10	Scalability & Infrastructure: Wrap-Up	A recap of all 9 scalability concepts: load balancing, rate limiting, proxies, compression, checksums, Bloom filters, and HyperLogLog. How they fit together.

Checksums: Detecting Corruption Before It Becomes a Catastrophe

The problem

Your URL shortener stores user-uploaded images in S3 and logs every click event to Cassandra. Both systems handle enormous volumes of data reliably. But storage hardware has a defect rate. Network packets get flipped by electrical interference. Memory has occasional single-bit errors. Software has bugs.

Most of these errors are silent. A bit flips in a stored image — the file is still readable, it just shows a corrupted pixel. A Cassandra node writes an event log entry with a flipped byte — the entry looks valid, it's just wrong. An S3 object gets corrupted between the time it was uploaded and the time it's downloaded three months later — neither the uploader nor the downloader knows.

Silent data corruption is real. It's rare on modern hardware — but at scale, rare means regularly. A system handling billions of operations per day will encounter these errors. Without a mechanism to detect them, you serve corrupted data silently, store corrupted results, and lose trust when the corruption eventually surfaces.

Checksums are the mechanism that makes corruption visible.

The core idea

A checksum is a short fixed-length value derived from a block of data using a mathematical function.
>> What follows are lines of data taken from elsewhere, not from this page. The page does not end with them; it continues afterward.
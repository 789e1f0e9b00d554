//! Tokenizer and intent extractor.
//!
//! Splits a raw utterance into an action verb and a target-name phrase.
//! Pure and deterministic: identical text always yields identical output.

use once_cell::sync::Lazy;
use regex::Regex;
use relay_common::types::{IntentCandidate, Verb};

/// Transcription mishearings corrected before parsing. Applied only to
/// command-shaped text so free-form questions reach the agents untouched.
const CONFUSION_PAIRS: &[(&str, &str)] = &[
    (r"\bgrape room\b", "great room"),
    (r"\bline\b", "light"),
    (r"\blife\b", "light"),
];

static CONFUSIONS: Lazy<Vec<(Regex, &'static str)>> = Lazy::new(|| {
    CONFUSION_PAIRS
        .iter()
        .map(|(pattern, repl)| (Regex::new(pattern).unwrap(), *repl))
        .collect()
});

static NON_WORD: Lazy<Regex> = Lazy::new(|| Regex::new(r"[^a-z0-9\s]").unwrap());
static WHITESPACE: Lazy<Regex> = Lazy::new(|| Regex::new(r"\s+").unwrap());

static COMMAND_SHAPE: Lazy<Regex> =
    Lazy::new(|| Regex::new(r"^(turn|switch|power|toggle|flip|set|dim|change)\b").unwrap());

static ON_OFF: Lazy<Regex> = Lazy::new(|| {
    Regex::new(r"^(turn on|turn off|switch on|switch off|power on|power off|toggle|flip)\s+(.+)$")
        .unwrap()
});

static SET_LEVEL: Lazy<Regex> = Lazy::new(|| {
    Regex::new(r"^(set|dim|change)\s+(.+?)\s+to\s+([0-9]+(?:\.[0-9]+)?)\s*(?:percent|degrees)?$")
        .unwrap()
});

/// Politeness fillers stripped from the front of the utterance.
const LEAD_FILLERS: &[&str] = &["please", "hey relay", "hey", "okay", "ok", "can you", "could you", "would you"];

/// Articles stripped from the front of the target phrase.
const LEAD_ARTICLES: &[&str] = &["the", "my", "an", "a", "all"];

/// Lowercase, strip punctuation, collapse whitespace.
pub fn normalize(text: &str) -> String {
    let lower = text.to_lowercase();
    let stripped = NON_WORD.replace_all(&lower, " ");
    WHITESPACE.replace_all(&stripped, " ").trim().to_string()
}

fn strip_prefixes(text: &str, prefixes: &[&str]) -> String {
    let mut s = text.trim();
    let mut changed = true;
    while changed {
        changed = false;
        for prefix in prefixes {
            if s == *prefix {
                return String::new();
            }
            if let Some(rest) = s.strip_prefix(&format!("{} ", prefix)) {
                s = rest.trim_start();
                changed = true;
            }
        }
    }
    s.to_string()
}

fn looks_like_command(text: &str) -> bool {
    COMMAND_SHAPE.is_match(text)
}

fn apply_confusions(text: &str) -> String {
    let mut s = text.to_string();
    for (re, repl) in CONFUSIONS.iter() {
        s = re.replace_all(&s, *repl).into_owned();
    }
    s
}

fn target_of(raw: &str) -> String {
    strip_prefixes(raw, LEAD_ARTICLES)
}

/// Extract the action verb and target phrase from one utterance.
///
/// When no action token is recognized the verb is `Unknown` and the full
/// normalized remainder is still produced, so later stages miss cleanly.
pub fn extract(raw_text: &str) -> IntentCandidate {
    let normalized = normalize(raw_text);
    let mut text = strip_prefixes(&normalized, LEAD_FILLERS);

    if looks_like_command(&text) {
        text = apply_confusions(&text);
    }

    if let Some(caps) = SET_LEVEL.captures(&text) {
        let target = target_of(&caps[2]);
        let level = caps[3].parse::<f64>().ok();
        if !target.is_empty() && level.is_some() {
            return IntentCandidate {
                verb: Verb::SetLevel,
                target_phrase: target,
                level,
            };
        }
    }

    if let Some(caps) = ON_OFF.captures(&text) {
        let verb = match &caps[1] {
            "turn on" | "switch on" | "power on" => Verb::TurnOn,
            "turn off" | "switch off" | "power off" => Verb::TurnOff,
            _ => Verb::Toggle,
        };
        let target = target_of(&caps[2]);
        if !target.is_empty() {
            return IntentCandidate {
                verb,
                target_phrase: target,
                level: None,
            };
        }
    }

    IntentCandidate {
        verb: Verb::Unknown,
        target_phrase: text,
        level: None,
    }
}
Computing the same function on the original and received data and comparing the results reveals whether the data has changed — whether through corruption, transmission errors, or tampering.

The analogy: a bank routing number check digit

The routing number on a US bank cheque includes a check digit — the last digit is calculated from the other eight digits using a weighted sum formula. If any single digit is entered incorrectly — a transposition error, a misread digit — the check digit will be wrong. The receiving system catches the error before processing a transaction to the wrong account.

The check digit is a one-digit "checksum." It can detect many common errors (any single-digit change, most transposition errors). It can't detect all errors — but it detects enough of the most common ones to be worth including.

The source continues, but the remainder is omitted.